When the films ended and the souls left the cinema, they started to stick together in clusters of a few thousand and remained that way until mankind began to inhabit the Earth. Today on Earth all the spirits of these aliens have attached themselves to our bodies and are the root cause of the false reality that all but Scientology’s “Homo Novis” or OT 8’s on earth experience. It is the job of all Scientologists to remove this false reality from the world by auditing each and every space alien spirit and human on earth and the entire universe to CLEAR. For those who oppose Scientology and stand in their way like the Lisa McPherson Trust and all Scientology critics, Scientology promises to do away with them “quietly and without sorrow”.
When Tom Cruise (who is a proselytizing Scientologist) was on Matt Lauer’s show and the conversation turned to Scientology, Cruise said this:
Scientology is something that you don’t understand.
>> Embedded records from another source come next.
//! Candle series with attached indicator columns.
//!
//! A `Frame` owns a coalesced, strictly increasing candle series and a map of
//! computed indicator columns, each exactly as long as the series. Warm-up
//! rows hold `NaN`; every comparison against `NaN` is false, so predicates
//! never fire before their indicator is defined.

use crate::domain::candle::{Candle, coalesce};
use chrono::NaiveDateTime;
use std::collections::HashMap;
use std::fmt;

/// Identity of a computed indicator column.
#[derive(Debug, Clone, Copy, PartialEq, Eq, Hash, PartialOrd, Ord)]
pub enum Column {
    Ebsw,
    Pvt,
    PvtSma,
    Cmf,
    AdoscDirection,
    Massi,
    HoltWintersMid,
    BollingerLower,
    BollingerUpper,
    Rvi,
    DemaTrend,
    PsarLong,
    PsarShort,
    Alma,
    Hilo,
    Supertrend,
    LinregDirection,
    Rsi,
    Stc,
    Uo,
    Rvgi,
    RvgiSignal,
    MacdDirection,
    Bop,
    Engulfing,
    Marubozu,
}

impl fmt::Display for Column {
    fn fmt(&self, f: &mut fmt::Formatter<'_>) -> fmt::Result {
        let name = match self {
            Column::Ebsw => "EBSW_40_10",
            Column::Pvt => "PVT",
            Column::PvtSma => "SMA_9",
            Column::Cmf => "CMF_20",
            Column::AdoscDirection => "ADOSC_direction",
            Column::Massi => "MASSI_9_25",
            Column::HoltWintersMid => "HWM",
            Column::BollingerLower => "BBL_20_2.0",
            Column::BollingerUpper => "BBU_20_2.0",
            Column::Rvi => "RVI_30",
            Column::DemaTrend => "2DEMA",
            Column::PsarLong => "PSARl_0.1_0.25",
            Column::PsarShort => "PSARs_0.1_0.25",
            Column::Alma => "ALMA_18_6.0_0.85",
            Column::Hilo => "HILO_11_18",
            Column::Supertrend => "SUPERT_14_6.0",
            Column::LinregDirection => "LRr_direction",
            Column::Rsi => "RSI_20",
            Column::Stc => "STC_12_14_28_0.6",
            Column::Uo => "UO_7_14_28",
            Column::Rvgi => "RVGI_14_4",
            Column::RvgiSignal => "RVGIs_14_4",
            Column::MacdDirection => "MACD_ma_diff",
            Column::Bop => "BOP",
            Column::Engulfing => "CDL_ENGULFING",
            Column::Marubozu => "CDL_MARUBOZU",
        };
        f.write_str(name)
    }
}

#[derive(Debug, Clone, Default)]
pub struct Frame {
    candles: Vec<Candle>,
    columns: HashMap<Column, Vec<f64>>,
}

impl Frame {
    /// Build a frame from raw candles; duplicates are coalesced (last wins).
    pub fn new(candles: Vec<Candle>) -> Self {
        Self {
            candles: coalesce(candles),
            columns: HashMap::new(),
        }
    }

    pub fn len(&self) -> usize {
        self.candles.len()
    }

    pub fn is_empty(&self) -> bool {
        self.candles.is_empty()
    }

    pub fn candles(&self) -> &[Candle] {
        &self.candles
    }

    pub fn candle(&self, index: usize) -> &Candle {
        &self.candles[index]
    }

    pub fn closes(&self) -> Vec<f64> {
        self.candles.iter().map(|c| c.close).collect()
    }

    pub fn highs(&self) -> Vec<f64> {
        self.candles.iter().map(|c| c.high).collect()
    }

    pub fn lows(&self) -> Vec<f64> {
        self.candles.iter().map(|c| c.low).collect()
    }

    pub fn opens(&self) -> Vec<f64> {
        self.candles.iter().map(|c| c.open).collect()
    }

    pub fn volumes(&self) -> Vec<f64> {
        self.candles.iter().map(|c| c.volume as f64).collect()
    }

    /// Attach a column. Columns of the wrong length are rejected.
    pub fn insert(&mut self, column: Column, values: Vec<f64>) -> bool {
        if values.len() != self.candles.len() {
            return false;
        }
        self.columns.insert(column, values);
        true
    }

    pub fn has(&self, column: Column) -> bool {
        self.columns.contains_key(&column)
    }

    pub fn column(&self, column: Column) -> Option<&[f64]> {
        self.columns.get(&column).map(|v| v.as_slice())
    }

    pub fn column_names(&self) -> Vec<Column> {
        let mut names: Vec<Column> = self.columns.keys().copied().collect();
        names.sort();
        names
    }

    /// Value of `column` at `index`, `NaN` when absent.
    pub fn value(&self, column: Column, index: usize) -> f64 {
        self.columns
            .get(&column)
            .and_then(|values| values.get(index).copied())
            .unwrap_or(f64::NAN)
    }

    /// Drop every column not listed in `keep`.
    pub fn retain_columns(&mut self, keep: &[Column]) {
        self.columns.retain(|column, _| keep.contains(column));
    }

    pub fn row(&self, index: usize) -> Row<'_> {
        Row { frame: self, index }
    }

    pub fn rows(&self) -> impl Iterator<Item = Row<'_>> {
        (0..self.len()).map(move |index| self.row(index))
    }
}

/// One candle of a frame together with its indicator values.
#[derive(Debug, Clone, Copy)]
pub struct Row<'a> {
    frame: &'a Frame,
    index: usize,
}

impl<'a> Row<'a> {
    pub fn index(&self) -> usize {
        self.index
    }

    pub fn candle(&self) -> &'a Candle {
        self.frame.candle(self.index)
    }

    pub fn timestamp(&self) -> NaiveDateTime {
        self.candle().timestamp
    }

    pub fn close(&self) -> f64 {
        self.candle().close
    }

    pub fn get(&self, column: Column) -> f64 {
        self.frame.value(column, self.index)
    }

    pub fn is_last(&self) -> bool {
        self.index + 1 == self.frame.len()
    }
}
It’s like you could be a Christian and be a Scientologist.
It is a religion. Because it’s dealing with the spirit. You as a spiritual being. It gives you tools you can use to apply to your life.
Way to piss off every Christian in existence, Tom. Because, you know, I don’t remember any references to Lord Xenu in the Old Testament, but maybe I’m wrong. I’m sure you’ve done a lot of critical analysis on all religions before choosing one that makes you pay to find out that a bunch of souls are stuck to your head like a wad of gum.
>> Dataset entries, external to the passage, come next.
//! Property tests for strategy identifiers and the walker.

mod common;

use common::*;
use daytrader::domain::condition::{ConditionKind, ConditionSet};
use daytrader::domain::frame::Frame;
use daytrader::domain::strategy::{enumerate_all, parse_id, reconstruct};
use daytrader::domain::walker::{NOTIONAL, TradeLimits, Walker, WalkerConfig};
use proptest::prelude::*;

fn catalog() -> ConditionSet {
    ConditionSet::from_kinds(&ConditionKind::ALL)
}

proptest! {
    #![proptest_config(ProptestConfig::with_cases(64))]

    #[test]
    fn identifiers_round_trip(index in 0usize..958) {
        let set = catalog();
        let strategies = enumerate_all(&set);
        let strategy = strategies[index];

        let id = strategy.id();
        prop_assert_eq!(parse_id(&id).unwrap().len(), 3);
        prop_assert_eq!(reconstruct(&id, &set).unwrap(), strategy);
    }

    #[test]
    fn walking_is_deterministic(
        steps in prop::collection::vec(-0.3f64..0.3, 150..300),
        limits in any::<bool>(),
    ) {
        let mut price = 100.0;
        let closes: Vec<f64> = steps
            .iter()
            .map(|step| {
                price += step;
                price
            })
            .collect();
        let mut frame = Frame::new(minute_candles(at(6, 10, 0), &closes));
        let set = ConditionSet::build(&mut frame);
        let strategies: Vec<_> = enumerate_all(&set).into_iter().take(40).collect();

        let mut config = WalkerConfig::default();
        if limits {
            config.limits = Some(TradeLimits {
                stop_loss: 0.98,
                take_profit: 1.015,
            });
        }
        let walker = Walker::new(config);

        let sequential: Vec<_> = strategies.iter().map(|s| walker.walk(s, &frame)).collect();
        prop_assert_eq!(&walker.traverse(&strategies, &frame), &sequential);

        for outcome in &sequential {
            prop_assert_eq!(outcome.summary.trades(), outcome.trades.len());
            prop_assert_eq!(
                outcome.summary.profit,
                outcome.trades.iter().map(|t| t.profit - NOTIONAL).sum::<i64>()
            );
            prop_assert!(outcome.trades.iter().all(|t| t.time_buy < t.time_sell));
        }
    }
}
Oh, it gets better. You should understand that Scientology doesn’t like the medical profession, psychiatry in particular, most likely because it takes away their business. Imagine the egg on their face if all those souls were just a chemical imbalance, or unresolved issues with one’s father. Ha! Those silly Scientologists! Anyway, here’s a further excerpt from the article:
When Lauer mentioned Cruise’s earlier criticism of Brooke Shields for taking anti-depressants, Cruise told the “Today” show co-host he didn’t know what he was talking about.
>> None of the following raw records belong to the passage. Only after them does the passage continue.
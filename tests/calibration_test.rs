//! Calibration runs over mock market data and an in-memory store.

mod common;

use common::*;
use daytrader::domain::calibration::Calibration;
use daytrader::domain::condition::ConditionKind;
use daytrader::domain::error::DayTraderError;
use daytrader::domain::selector::{
    SHORT_LIST_LABEL, StrategyBook, indicator_usage, passes_filter, short_list,
};
use daytrader::domain::summary::StrategySummary;

fn market() -> MockMarketData {
    MockMarketData::new(wavy_sessions(&[2, 3, 6]))
}

fn seeded(label: &str, ids: &[&str]) -> StrategyBook {
    let mut book = StrategyBook::default();
    book.replace(
        label,
        ids.iter().map(|id| StrategySummary::empty(*id)).collect(),
    );
    book
}

const IDS: [&str; 4] = [
    "(Volatility) BBANDS + (Trend) PSAR + (Momentum) RSI",
    "(Trend) 2DEMA + (Overlap) ALMA + (Volume) CMF",
    "(Candle) ENGULFING + (Momentum) MACD + (Cycles) EBSW",
    "(Volatility) HWC + (Overlap) SUPERT + (Momentum) STC",
];

#[test]
fn update_stores_filtered_ranking_and_usage() {
    let settings = settings();
    let market = market();
    let store = MemoryStore::with_book(seeded("keep", &["x"]));

    let selected = Calibration::new(&settings, &market, &store).update().unwrap();

    let book = store.book();
    let ranked = book.list("30d");
    assert_eq!(ranked.len(), selected.len());
    assert!(ranked.iter().all(passes_filter));
    assert!(ranked.windows(2).all(|w| (w[0].points, w[0].profit) >= (w[1].points, w[1].profit)));
    assert_eq!(book.indicator_usage, indicator_usage(ranked));
    assert_eq!(book.ids("keep"), vec!["x".to_string()]);
    assert_eq!(store.saves.get(), 1);

    let requests = market.requests.borrow();
    assert_eq!(requests[0].0, "OMXS30");
    assert_eq!(requests[0].1.to_string(), "30d");
    assert_eq!(requests[0].2, "1m");
}

#[test]
fn test_run_writes_its_list_and_the_short_list() {
    let settings = settings();
    let market = market();
    let store = MemoryStore::with_book(seeded("30d", &IDS));

    let selected = Calibration::new(&settings, &market, &store).test().unwrap();

    let book = store.book();
    let tested = book.list("15d");
    assert!(tested.iter().all(passes_filter));
    assert!(tested.iter().all(|s| IDS.contains(&s.strategy.as_str())));
    assert_eq!(book.list(SHORT_LIST_LABEL), short_list(tested).as_slice());
    assert_eq!(
        selected.iter().map(|s| s.summary.strategy.clone()).collect::<Vec<_>>(),
        book.ids(SHORT_LIST_LABEL)
    );
    // The long list is left as it was.
    assert_eq!(book.list("30d"), seeded("30d", &IDS).list("30d"));
}

#[test]
fn adjust_reranks_short_list_by_profit() {
    let settings = settings();
    let market = market();
    let mut book = seeded(SHORT_LIST_LABEL, &IDS);
    book.replace("15d", vec![StrategySummary::empty(IDS[0])]);
    let store = MemoryStore::with_book(book);

    Calibration::new(&settings, &market, &store).adjust().unwrap();

    let book = store.book();
    let adjusted = book.list(SHORT_LIST_LABEL);
    assert!(!adjusted.is_empty());
    assert!(adjusted.len() <= IDS.len());
    assert!(adjusted.iter().all(|s| IDS.contains(&s.strategy.as_str())));
    assert!(adjusted.windows(2).all(|w| w[0].profit >= w[1].profit));
    assert_eq!(book.ids("15d"), vec![IDS[0].to_string()]);
    assert_eq!(market.requests.borrow()[0].1.to_string(), "1d");
}

#[test]
fn unknown_stored_ids_are_dropped() {
    let settings = settings();
    let market = market();
    let store = MemoryStore::with_book(seeded(
        SHORT_LIST_LABEL,
        &[IDS[0], "(Trend) NOPE + (Momentum) RSI + (Volume) CMF", "garbage"],
    ));

    Calibration::new(&settings, &market, &store).adjust().unwrap();

    assert_eq!(store.book().ids(SHORT_LIST_LABEL), vec![IDS[0].to_string()]);
}

#[test]
fn empty_history_is_an_error() {
    let settings = settings();
    let market = MockMarketData::new(Vec::new());
    let store = MemoryStore::default();

    let result = Calibration::new(&settings, &market, &store).update();

    assert!(matches!(result, Err(DayTraderError::NoData { .. })));
    assert_eq!(store.saves.get(), 0);
}

#[test]
fn market_failure_propagates() {
    let settings = settings();
    let market = MockMarketData::failing("provider down");
    let store = MemoryStore::default();

    let result = Calibration::new(&settings, &market, &store).test();
    assert!(matches!(result, Err(DayTraderError::MarketData { .. })));
}

#[test]
fn conditions_are_listed_for_a_window() {
    let settings = settings();
    let market = market();
    let store = MemoryStore::default();

    let set = Calibration::new(&settings, &market, &store)
        .conditions("30d".parse().unwrap())
        .unwrap();
    assert!(set.contains(ConditionKind::Rsi));
    assert!(set.contains(ConditionKind::Bbands));
    assert!(set.len() <= ConditionKind::ALL.len());
}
“You don’t know the history of psychiatry. I do,” Cruise said.
The interview became more heated when Lauer, who said he knew people who had been helped by the attention-deficit disorder drug Ritalin, asked Cruise about the effects of the drug.
“Matt, Matt, you don’t even — you’re glib,” Cruise responded. “You don’t even know what Ritalin is. If you start talking about chemical imbalance, you have to evaluate and read the research papers on how they came up with these theories, Matt, OK. That’s what I’ve done.”
As we all know, we need to trust cult-member movie stars instead of our doctors. I’m sure that when Tom says he’s “read the research papers” and knows the “history of psychiatry,” what he means is “My Scientology teacher gave me selective, incomplete, or simply falsified data that I took unquestioningly as absolute fact because I’m a mindless, spoiled automaton, and I really needed to advance in my classes. I think I got more souls stuck to me, because I’m a little stuffed up today.”
As a liberal, I’m pretty tolerant of other people’s religions, but Scientology? That’s just plain dumb.